▸ Prompt: Gather all lines in the entries that include the word "status".

#### Data for this task

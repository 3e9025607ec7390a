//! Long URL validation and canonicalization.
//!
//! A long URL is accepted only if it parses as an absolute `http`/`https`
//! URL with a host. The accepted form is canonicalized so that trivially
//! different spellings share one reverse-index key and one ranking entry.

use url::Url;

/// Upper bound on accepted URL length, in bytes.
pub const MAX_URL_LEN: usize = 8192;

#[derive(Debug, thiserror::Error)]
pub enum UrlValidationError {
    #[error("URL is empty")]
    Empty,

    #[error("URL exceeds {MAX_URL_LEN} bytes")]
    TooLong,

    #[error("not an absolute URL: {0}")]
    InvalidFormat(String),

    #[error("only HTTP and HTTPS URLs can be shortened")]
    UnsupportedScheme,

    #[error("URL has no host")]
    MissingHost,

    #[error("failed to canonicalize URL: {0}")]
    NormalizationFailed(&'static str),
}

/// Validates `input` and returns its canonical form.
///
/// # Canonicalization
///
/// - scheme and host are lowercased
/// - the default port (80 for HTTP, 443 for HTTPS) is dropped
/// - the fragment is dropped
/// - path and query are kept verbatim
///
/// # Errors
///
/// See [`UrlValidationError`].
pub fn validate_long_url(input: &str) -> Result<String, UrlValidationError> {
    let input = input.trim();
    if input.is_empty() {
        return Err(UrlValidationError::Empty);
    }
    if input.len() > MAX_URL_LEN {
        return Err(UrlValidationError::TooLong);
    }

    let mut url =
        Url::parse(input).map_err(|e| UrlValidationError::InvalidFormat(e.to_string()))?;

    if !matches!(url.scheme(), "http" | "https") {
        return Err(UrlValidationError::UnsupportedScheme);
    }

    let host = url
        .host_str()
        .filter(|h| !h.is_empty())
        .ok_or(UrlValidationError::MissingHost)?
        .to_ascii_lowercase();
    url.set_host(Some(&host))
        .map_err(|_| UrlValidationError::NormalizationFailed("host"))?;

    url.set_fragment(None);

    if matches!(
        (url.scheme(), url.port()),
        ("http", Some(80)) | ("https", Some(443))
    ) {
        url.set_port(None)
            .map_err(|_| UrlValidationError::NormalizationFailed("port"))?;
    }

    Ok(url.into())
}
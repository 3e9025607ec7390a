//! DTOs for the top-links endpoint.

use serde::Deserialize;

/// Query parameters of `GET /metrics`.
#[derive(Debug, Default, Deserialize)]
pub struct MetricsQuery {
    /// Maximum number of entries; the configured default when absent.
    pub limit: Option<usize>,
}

########
#### Data for this task

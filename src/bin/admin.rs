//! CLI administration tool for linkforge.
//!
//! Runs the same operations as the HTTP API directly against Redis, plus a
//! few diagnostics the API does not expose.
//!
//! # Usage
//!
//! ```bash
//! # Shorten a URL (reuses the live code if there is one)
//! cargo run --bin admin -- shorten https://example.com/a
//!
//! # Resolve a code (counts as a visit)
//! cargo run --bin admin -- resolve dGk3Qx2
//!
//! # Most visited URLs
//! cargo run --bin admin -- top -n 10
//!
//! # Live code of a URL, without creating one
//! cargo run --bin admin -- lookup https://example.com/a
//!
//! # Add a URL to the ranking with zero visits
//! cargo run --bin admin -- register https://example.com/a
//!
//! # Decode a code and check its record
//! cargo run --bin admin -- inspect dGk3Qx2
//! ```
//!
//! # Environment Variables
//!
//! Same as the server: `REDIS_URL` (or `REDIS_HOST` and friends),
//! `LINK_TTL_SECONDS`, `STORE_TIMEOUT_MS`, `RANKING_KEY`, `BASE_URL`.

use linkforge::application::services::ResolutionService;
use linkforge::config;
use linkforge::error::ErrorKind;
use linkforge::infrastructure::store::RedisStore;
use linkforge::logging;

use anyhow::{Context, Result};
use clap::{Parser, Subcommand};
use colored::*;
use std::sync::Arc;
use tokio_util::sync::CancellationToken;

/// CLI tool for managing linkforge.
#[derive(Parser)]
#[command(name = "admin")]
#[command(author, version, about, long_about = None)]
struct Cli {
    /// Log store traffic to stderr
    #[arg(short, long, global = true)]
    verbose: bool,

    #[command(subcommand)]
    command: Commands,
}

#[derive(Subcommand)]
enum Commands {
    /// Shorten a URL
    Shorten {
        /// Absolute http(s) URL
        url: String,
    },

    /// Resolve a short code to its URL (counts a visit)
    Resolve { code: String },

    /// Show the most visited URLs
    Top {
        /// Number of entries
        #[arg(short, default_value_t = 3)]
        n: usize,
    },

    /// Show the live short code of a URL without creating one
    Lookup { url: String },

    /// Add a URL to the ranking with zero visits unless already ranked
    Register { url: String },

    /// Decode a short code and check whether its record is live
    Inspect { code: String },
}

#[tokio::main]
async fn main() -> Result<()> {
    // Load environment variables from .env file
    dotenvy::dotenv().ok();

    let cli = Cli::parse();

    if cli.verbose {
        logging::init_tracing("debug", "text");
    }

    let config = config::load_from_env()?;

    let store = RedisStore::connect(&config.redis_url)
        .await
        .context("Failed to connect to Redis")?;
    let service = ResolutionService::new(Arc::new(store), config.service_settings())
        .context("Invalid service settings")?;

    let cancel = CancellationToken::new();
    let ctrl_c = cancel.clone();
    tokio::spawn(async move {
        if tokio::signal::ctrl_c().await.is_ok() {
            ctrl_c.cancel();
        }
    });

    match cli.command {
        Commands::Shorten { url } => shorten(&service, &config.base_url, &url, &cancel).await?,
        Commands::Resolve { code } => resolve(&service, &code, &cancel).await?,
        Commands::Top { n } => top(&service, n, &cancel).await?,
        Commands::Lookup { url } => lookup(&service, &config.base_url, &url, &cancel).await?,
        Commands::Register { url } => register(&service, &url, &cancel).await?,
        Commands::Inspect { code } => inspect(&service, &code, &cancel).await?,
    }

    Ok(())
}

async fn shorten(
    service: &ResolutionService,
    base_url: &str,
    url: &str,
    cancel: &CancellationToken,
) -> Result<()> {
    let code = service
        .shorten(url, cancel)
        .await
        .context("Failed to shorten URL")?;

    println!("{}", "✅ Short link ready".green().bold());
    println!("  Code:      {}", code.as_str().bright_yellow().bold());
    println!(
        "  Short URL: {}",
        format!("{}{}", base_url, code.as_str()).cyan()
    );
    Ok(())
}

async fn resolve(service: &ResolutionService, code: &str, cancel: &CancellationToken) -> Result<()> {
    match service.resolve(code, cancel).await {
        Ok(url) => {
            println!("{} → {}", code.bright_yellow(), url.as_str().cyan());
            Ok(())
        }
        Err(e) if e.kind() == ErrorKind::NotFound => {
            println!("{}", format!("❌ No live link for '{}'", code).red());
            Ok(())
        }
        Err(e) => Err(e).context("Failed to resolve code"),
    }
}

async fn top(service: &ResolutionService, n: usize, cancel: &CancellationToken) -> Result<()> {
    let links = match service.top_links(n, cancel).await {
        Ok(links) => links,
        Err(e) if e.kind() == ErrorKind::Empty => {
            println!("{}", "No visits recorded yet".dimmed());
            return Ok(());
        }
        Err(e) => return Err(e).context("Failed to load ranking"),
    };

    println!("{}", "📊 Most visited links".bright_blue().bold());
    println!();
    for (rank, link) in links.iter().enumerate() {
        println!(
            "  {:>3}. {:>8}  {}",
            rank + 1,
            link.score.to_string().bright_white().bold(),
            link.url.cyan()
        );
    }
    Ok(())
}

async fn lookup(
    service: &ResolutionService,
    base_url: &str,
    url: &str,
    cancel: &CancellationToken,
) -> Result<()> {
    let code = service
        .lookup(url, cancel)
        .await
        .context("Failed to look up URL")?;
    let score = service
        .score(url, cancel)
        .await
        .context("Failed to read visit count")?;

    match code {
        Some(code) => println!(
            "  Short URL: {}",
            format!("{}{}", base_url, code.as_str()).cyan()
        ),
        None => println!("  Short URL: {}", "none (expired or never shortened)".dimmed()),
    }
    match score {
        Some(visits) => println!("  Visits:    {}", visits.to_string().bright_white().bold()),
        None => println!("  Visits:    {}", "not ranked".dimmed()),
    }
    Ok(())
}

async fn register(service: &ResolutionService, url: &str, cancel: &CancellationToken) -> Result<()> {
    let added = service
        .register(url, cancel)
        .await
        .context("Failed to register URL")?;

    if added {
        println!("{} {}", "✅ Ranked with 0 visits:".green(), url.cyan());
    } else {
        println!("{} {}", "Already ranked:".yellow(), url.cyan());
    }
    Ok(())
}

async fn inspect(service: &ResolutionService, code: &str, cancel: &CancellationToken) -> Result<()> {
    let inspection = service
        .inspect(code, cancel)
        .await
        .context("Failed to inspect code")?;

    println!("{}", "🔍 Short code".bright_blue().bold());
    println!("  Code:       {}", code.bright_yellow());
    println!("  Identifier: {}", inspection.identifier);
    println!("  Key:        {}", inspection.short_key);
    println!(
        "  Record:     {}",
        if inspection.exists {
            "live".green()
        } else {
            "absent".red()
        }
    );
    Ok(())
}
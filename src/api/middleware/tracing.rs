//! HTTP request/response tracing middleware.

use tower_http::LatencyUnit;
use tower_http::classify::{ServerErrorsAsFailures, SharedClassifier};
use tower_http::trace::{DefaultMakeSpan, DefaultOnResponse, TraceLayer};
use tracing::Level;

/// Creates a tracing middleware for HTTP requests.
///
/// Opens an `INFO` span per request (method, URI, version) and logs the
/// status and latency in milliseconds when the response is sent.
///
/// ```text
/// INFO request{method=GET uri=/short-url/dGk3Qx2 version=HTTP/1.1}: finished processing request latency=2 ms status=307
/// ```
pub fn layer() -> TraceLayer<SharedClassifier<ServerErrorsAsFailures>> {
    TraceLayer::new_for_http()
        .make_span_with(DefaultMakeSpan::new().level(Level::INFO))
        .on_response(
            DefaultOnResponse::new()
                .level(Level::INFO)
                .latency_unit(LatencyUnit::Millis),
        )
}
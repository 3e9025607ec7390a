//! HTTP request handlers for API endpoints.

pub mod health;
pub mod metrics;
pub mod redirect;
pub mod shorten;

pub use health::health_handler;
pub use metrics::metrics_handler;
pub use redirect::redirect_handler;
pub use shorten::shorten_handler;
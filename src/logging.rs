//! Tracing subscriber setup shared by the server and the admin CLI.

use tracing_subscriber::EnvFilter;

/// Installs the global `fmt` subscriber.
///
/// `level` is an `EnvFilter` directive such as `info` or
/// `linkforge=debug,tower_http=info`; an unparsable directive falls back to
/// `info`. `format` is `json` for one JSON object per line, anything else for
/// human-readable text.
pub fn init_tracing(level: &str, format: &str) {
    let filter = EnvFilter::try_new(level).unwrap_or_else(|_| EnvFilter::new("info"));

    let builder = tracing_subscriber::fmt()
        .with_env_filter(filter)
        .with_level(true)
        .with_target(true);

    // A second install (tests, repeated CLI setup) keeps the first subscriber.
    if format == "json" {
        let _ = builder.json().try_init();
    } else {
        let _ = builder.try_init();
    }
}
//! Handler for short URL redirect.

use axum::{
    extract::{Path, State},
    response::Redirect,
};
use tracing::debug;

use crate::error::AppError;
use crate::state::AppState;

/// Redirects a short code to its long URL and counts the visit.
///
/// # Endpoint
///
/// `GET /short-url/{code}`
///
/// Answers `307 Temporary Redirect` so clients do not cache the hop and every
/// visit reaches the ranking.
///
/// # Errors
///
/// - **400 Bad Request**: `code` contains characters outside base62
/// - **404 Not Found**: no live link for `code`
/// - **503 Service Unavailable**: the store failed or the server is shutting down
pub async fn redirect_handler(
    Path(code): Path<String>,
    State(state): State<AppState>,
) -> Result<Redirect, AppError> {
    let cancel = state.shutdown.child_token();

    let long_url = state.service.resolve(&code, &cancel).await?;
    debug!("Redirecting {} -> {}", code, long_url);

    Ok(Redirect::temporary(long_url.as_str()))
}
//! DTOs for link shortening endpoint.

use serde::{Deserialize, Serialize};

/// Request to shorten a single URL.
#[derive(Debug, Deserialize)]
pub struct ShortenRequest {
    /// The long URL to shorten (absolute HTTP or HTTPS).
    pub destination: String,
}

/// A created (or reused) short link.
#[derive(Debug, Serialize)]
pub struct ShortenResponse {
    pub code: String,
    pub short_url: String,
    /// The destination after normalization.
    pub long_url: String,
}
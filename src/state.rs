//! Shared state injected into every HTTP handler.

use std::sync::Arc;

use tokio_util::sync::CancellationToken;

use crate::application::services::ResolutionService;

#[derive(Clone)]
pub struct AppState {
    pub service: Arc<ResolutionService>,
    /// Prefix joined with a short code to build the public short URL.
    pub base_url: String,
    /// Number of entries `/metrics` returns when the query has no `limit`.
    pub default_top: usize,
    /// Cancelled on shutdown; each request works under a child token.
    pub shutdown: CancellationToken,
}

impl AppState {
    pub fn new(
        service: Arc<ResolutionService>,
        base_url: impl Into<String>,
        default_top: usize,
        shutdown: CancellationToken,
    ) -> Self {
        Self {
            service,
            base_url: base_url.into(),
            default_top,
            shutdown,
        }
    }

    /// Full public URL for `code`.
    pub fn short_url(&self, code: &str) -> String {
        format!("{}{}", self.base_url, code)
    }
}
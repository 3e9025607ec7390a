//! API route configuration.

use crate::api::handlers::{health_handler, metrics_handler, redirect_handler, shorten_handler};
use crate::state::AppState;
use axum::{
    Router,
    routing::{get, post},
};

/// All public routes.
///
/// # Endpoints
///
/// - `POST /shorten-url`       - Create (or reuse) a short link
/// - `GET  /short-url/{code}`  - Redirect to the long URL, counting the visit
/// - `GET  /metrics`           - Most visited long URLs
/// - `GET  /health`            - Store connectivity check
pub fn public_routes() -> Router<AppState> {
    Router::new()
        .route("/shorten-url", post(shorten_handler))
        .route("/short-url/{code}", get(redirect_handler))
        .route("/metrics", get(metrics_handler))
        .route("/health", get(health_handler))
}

########

▸ Solution to this problem:
/// status and latency in milliseconds when the response is sent.
/// INFO request{method=GET uri=/short-url/dGk3Qx2 version=HTTP/1.1}: finished processing request latency=2 ms status=307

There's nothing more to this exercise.